Establishing clear accountability: In addition to the Delivery Unit who will also work with the MDAs, State and Local Governments and the Ministry of Budget and National Planning to “drive implementation and ensure accountability,” there is also the need to include private sector participation in the accountability process for the claim by the FG to foster better relations between the public and private sector to be credible.
Allocating resources to priorities: The FG has proposed to fund the ERGP primarily through the budget. However, the same budget is currently forecasted to be at a deficit of N7.6 trillion from 2017 – 2019. For these plans to make any headway there may be need to consider looking outward to private sectors and working with developmental partners who can synergise with the government to see to the actualization of the stated plans.
Communication: The FG can augment its plans to adopt various means of articulating its progress to the different stakeholder groups by also making concerted efforts to properly orientate the public on the ERGP, provide progress updates and clearly outline how the plans affect the public even to the grassroots level.

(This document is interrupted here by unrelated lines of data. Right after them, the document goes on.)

//! HttpHealthCheck — probe-backed health-check collaborator.

use std::collections::HashMap;
use std::time::Duration;

use async_trait::async_trait;
use tokio::sync::Mutex;
use tracing::debug;

use fleetgrid_core::{HealthCheck, TaskId};
use fleetgrid_state::HealthStatus;

use crate::checker::{DEFAULT_UNHEALTHY_THRESHOLD, HealthTracker, http_probe};

struct ProbeTarget {
    address: String,
    tracker: HealthTracker,
}

/// Probes each registered task's HTTP endpoint on every `is_healthy` call
/// and reports the tracker's verdict.
pub struct HttpHealthCheck {
    path: String,
    timeout: Duration,
    unhealthy_threshold: u32,
    interval: Duration,
    targets: Mutex<HashMap<TaskId, ProbeTarget>>,
}

impl HttpHealthCheck {
    pub fn new(path: impl Into<String>, timeout: Duration, interval: Duration) -> Self {
        Self {
            path: path.into(),
            timeout,
            unhealthy_threshold: DEFAULT_UNHEALTHY_THRESHOLD,
            interval,
            targets: Mutex::new(HashMap::new()),
        }
    }

    pub fn with_unhealthy_threshold(mut self, threshold: u32) -> Self {
        self.unhealthy_threshold = threshold;
        self
    }

    /// Start probing `task_id` at `address` (`host:port`).
    pub async fn register(&self, task_id: &str, address: impl Into<String>) {
        let address = address.into();
        debug!(task = %task_id, %address, "health target registered");
        self.targets.lock().await.insert(
            task_id.to_string(),
            ProbeTarget {
                address,
                tracker: HealthTracker::new(self.unhealthy_threshold, self.interval),
            },
        );
    }

    pub async fn deregister(&self, task_id: &str) {
        self.targets.lock().await.remove(task_id);
    }

    /// Last verdict for a task without probing again.
    pub async fn status(&self, task_id: &str) -> Option<HealthStatus> {
        self.targets
            .lock()
            .await
            .get(task_id)
            .map(|t| t.tracker.status())
    }
}

#[async_trait]
impl HealthCheck for HttpHealthCheck {
    async fn is_healthy(&self, task_id: &str) -> bool {
        let Some(address) = self
            .targets
            .lock()
            .await
            .get(task_id)
            .map(|t| t.address.clone())
        else {
            return false;
        };

        // Probe without holding the lock.
        let result = http_probe(&address, &self.path, self.timeout).await;

        let mut targets = self.targets.lock().await;
        match targets.get_mut(task_id) {
            Some(target) => target.tracker.record(result) == HealthStatus::Healthy,
            None => false,
        }
    }
}
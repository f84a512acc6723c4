//! fleetgrid-health — task health checking for FleetGrid.
//!
//! Provides HTTP health probes with thresholds and exponential backoff, a
//! probe-backed [`HealthCheck`](fleetgrid_core::HealthCheck) implementation,
//! and the two consumers of health results: the monitor that records task
//! health in the registry, and the bounded wait used by deployments.
//!
//! # Architecture
//!
//! ```text
//! HealthMonitor (periodic sweep)
//!   ├── dyn HealthCheck ── HttpHealthCheck
//!   │                        ├── HealthTracker per task (thresholds, backoff)
//!   │                        └── http_probe() → ProbeResult
//!   └── ClusterRegistry::set_task_health
//!
//! wait_until_healthy(check, tasks, timeout, interval)
//! ```
//!
//! A task that has never passed a check stays `Unknown` for a grace period
//! before the monitor reports it `Unhealthy`, so freshly started tasks are
//! not replaced while they boot.

pub mod check;
pub mod checker;
pub mod monitor;
pub mod wait;

pub use check::HttpHealthCheck;
pub use checker::{HealthTracker, ProbeResult, http_probe};
pub use monitor::{HealthMonitor, HealthSweep};
pub use wait::{HealthWaitTimeout, unhealthy_tasks, wait_until_healthy};
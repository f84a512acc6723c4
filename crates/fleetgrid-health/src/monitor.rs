//! Health monitor — records task health in the registry.
//!
//! Each sweep asks the health-check collaborator about every RUNNING task
//! and writes changes back to the [`ClusterRegistry`], where the scheduler
//! picks up unhealthy tasks for replacement.

use std::collections::HashMap;
use std::sync::Arc;
use std::time::Duration;

use tokio::sync::{Mutex, watch};
use tokio::time::Instant;
use tracing::{debug, info, warn};

use fleetgrid_core::{HealthCheck, TaskId};
use fleetgrid_state::{ClusterRegistry, HealthStatus, TaskState};

/// Outcome of one sweep.
#[derive(Debug, Clone, Default, PartialEq, Eq)]
pub struct HealthSweep {
    pub healthy: u32,
    pub unhealthy: u32,
    /// Still inside the startup grace period.
    pub starting: u32,
    /// Tasks whose recorded status changed this sweep.
    pub changed: Vec<TaskId>,
}

pub struct HealthMonitor {
    registry: ClusterRegistry,
    check: Arc<dyn HealthCheck>,
    /// How long a never-healthy task stays `Unknown`.
    grace_period: Duration,
    first_seen: Mutex<HashMap<TaskId, Instant>>,
}

impl HealthMonitor {
    pub fn new(registry: ClusterRegistry, check: Arc<dyn HealthCheck>, grace_period: Duration) -> Self {
        Self {
            registry,
            check,
            grace_period,
            first_seen: Mutex::new(HashMap::new()),
        }
    }

    /// Check every running task once.
    pub async fn sweep(&self) -> HealthSweep {
        let now = Instant::now();
        let running: Vec<_> = self
            .registry
            .tasks()
            .await
            .into_iter()
            .filter(|t| t.state == TaskState::Running)
            .collect();

        let mut first_seen = self.first_seen.lock().await;
        first_seen.retain(|id, _| running.iter().any(|t| &t.id == id));

        let mut sweep = HealthSweep::default();
        for task in running {
            let seen = *first_seen.entry(task.id.clone()).or_insert(now);
            let status = if self.check.is_healthy(&task.id).await {
                sweep.healthy += 1;
                HealthStatus::Healthy
            } else if task.health == HealthStatus::Unknown
                && now.duration_since(seen) < self.grace_period
            {
                sweep.starting += 1;
                HealthStatus::Unknown
            } else {
                sweep.unhealthy += 1;
                HealthStatus::Unhealthy
            };

            if status != task.health {
                match self.registry.set_task_health(&task.id, status).await {
                    Ok(_) => {
                        if status == HealthStatus::Unhealthy {
                            warn!(task = %task.id, service = %task.service, "task unhealthy");
                        } else {
                            debug!(task = %task.id, service = %task.service, ?status, "task health changed");
                        }
                        sweep.changed.push(task.id.clone());
                    }
                    // Stopped and purged between listing and update.
                    Err(e) => debug!(task = %task.id, error = %e, "health update skipped"),
                }
            }
        }
        sweep
    }

    /// Sweep every `interval` until `shutdown` flips to true.
    pub async fn run(&self, interval: Duration, mut shutdown: watch::Receiver<bool>) {
        info!(interval_ms = interval.as_millis() as u64, "health monitor started");
        let mut ticker = tokio::time::interval(interval);

        loop {
            tokio::select! {
                _ = ticker.tick() => {
                    let sweep = self.sweep().await;
                    if !sweep.changed.is_empty() {
                        debug!(
                            healthy = sweep.healthy,
                            unhealthy = sweep.unhealthy,
                            starting = sweep.starting,
                            changed = sweep.changed.len(),
                            "health sweep"
                        );
                    }
                }
                _ = shutdown.changed() => {
                    if *shutdown.borrow() {
                        info!("health monitor shutting down");
                        break;
                    }
                }
            }
        }
    }
}

#[cfg(test)]
mod tests {
    use super::*;
    use std::collections::HashSet;

    use async_trait::async_trait;
    use fleetgrid_core::{InstanceDescription, Resources, TaskDefinition};
    use fleetgrid_state::{InstanceRecord, ReservationRequest};

    #[derive(Default)]
    struct SetHealth(std::sync::Mutex<HashSet<String>>);

    impl SetHealth {
        fn mark(&self, task: &str) {
            self.0.lock().unwrap().insert(task.to_string());
        }
    }

    #[async_trait]
    impl HealthCheck for SetHealth {
        async fn is_healthy(&self, task_id: &str) -> bool {
            self.0.lock().unwrap().contains(task_id)
        }
    }

    async fn running_tasks(n: usize) -> (ClusterRegistry, Vec<TaskId>) {
        let registry = ClusterRegistry::new();
        registry
            .register_instance(InstanceRecord::from_description(&InstanceDescription {
                id: "i-1".to_string(),
                availability_zone: "az-a".to_string(),
                instance_type: "m5.large".to_string(),
                resources: Resources::new(4096, 8192),
                attributes: HashMap::new(),
                launched_at: 0,
                protected_from_scale_in: false,
            }))
            .await;
        let def = TaskDefinition {
            family: "web".to_string(),
            revision: 1,
            cpu: 128,
            memory: 128,
            container_port: None,
        };
        let mut ids = Vec::new();
        for _ in 0..n {
            let task = registry.create_task("web", &def).await;
            let r = registry.try_reserve("i-1", &ReservationRequest::new(task.service.clone(), task.requirements)).await.unwrap();
            registry.bind_task(&task.id, &r).await.unwrap();
            ids.push(task.id);
        }
        (registry, ids)
    }

    #[tokio::test]
    async fn sweep_records_health() {
        let (registry, ids) = running_tasks(2).await;
        let check = Arc::new(SetHealth::default());
        check.mark(&ids[0]);
        let monitor = HealthMonitor::new(registry.clone(), check, Duration::ZERO);

        let sweep = monitor.sweep().await;
        assert_eq!((sweep.healthy, sweep.unhealthy), (1, 1));
        assert_eq!(sweep.changed.len(), 2);
        assert_eq!(registry.task(&ids[0]).await.unwrap().health, HealthStatus::Healthy);
        assert_eq!(registry.task(&ids[1]).await.unwrap().health, HealthStatus::Unhealthy);

        // Nothing changes on an identical second sweep.
        assert!(monitor.sweep().await.changed.is_empty());
    }

    #[tokio::test(start_paused = true)]
    async fn new_tasks_get_a_grace_period() {
        let (registry, ids) = running_tasks(1).await;
        let check = Arc::new(SetHealth::default());
        let monitor = HealthMonitor::new(registry.clone(), check, Duration::from_secs(10));

        let sweep = monitor.sweep().await;
        assert_eq!(sweep.starting, 1);
        assert_eq!(registry.task(&ids[0]).await.unwrap().health, HealthStatus::Unknown);

        tokio::time::advance(Duration::from_secs(11)).await;
        let sweep = monitor.sweep().await;
        assert_eq!(sweep.unhealthy, 1);
        assert_eq!(registry.task(&ids[0]).await.unwrap().health, HealthStatus::Unhealthy);
    }

    #[tokio::test]
    async fn run_stops_on_shutdown() {
        let (registry, _) = running_tasks(0).await;
        let monitor = Arc::new(HealthMonitor::new(
            registry,
            Arc::new(SetHealth::default()),
            Duration::ZERO,
        ));
        let (tx, rx) = watch::channel(false);
        let handle = tokio::spawn({
            let monitor = monitor.clone();
            async move { monitor.run(Duration::from_millis(10), rx).await }
        });
        tx.send(true).unwrap();
        tokio::time::timeout(Duration::from_secs(2), handle)
            .await
            .unwrap()
            .unwrap();
    }
}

The FG can also work to foster mutually beneficial relationships with foundations, bilateral and multilateral grants organisations. Tech billionaire and founder of the Bill and Melinda Gates Foundation, Bill Gates during his recent visit to Nigeria at the Expanded National Economic Council on Investment in Human Capital in Abuja, opined that of the different strategic areas highlighted in the ERGP, the Federal Government should focus more on human capital investment. This may very well be a call to other organisations and individuals to take a stand and champion their personal agendas.
Apart from the government, the private sector needs to identify ways to plug into the specific areas highlighted in the plan and make efforts to drive progress in those aspects. Interestingly, encapsulated in the ERGP is the innovative drive to change the relationship between the public and private sectors, and foster a closer relationship between the two sectors.
Strategic synergy between the public and the private sectors, can play a crucial role in structural progress in the economy; one that will be more diversified and inclusive, reflective of favourable outcomes in a stable macroeconomic environment. Moreover, the nation should have attained a restorative growth in GDP, transformation in agriculture and food security, sufficient power and petroleum products, improved stock of transportation infrastructure, industrialized economy, job creation and youth empowerment, improved foreign exchange inflows.
Federal Republic of Nigeria Economic Recovery & Growth Plan (2017 – 2020): The Ministry of Budget and National Planning.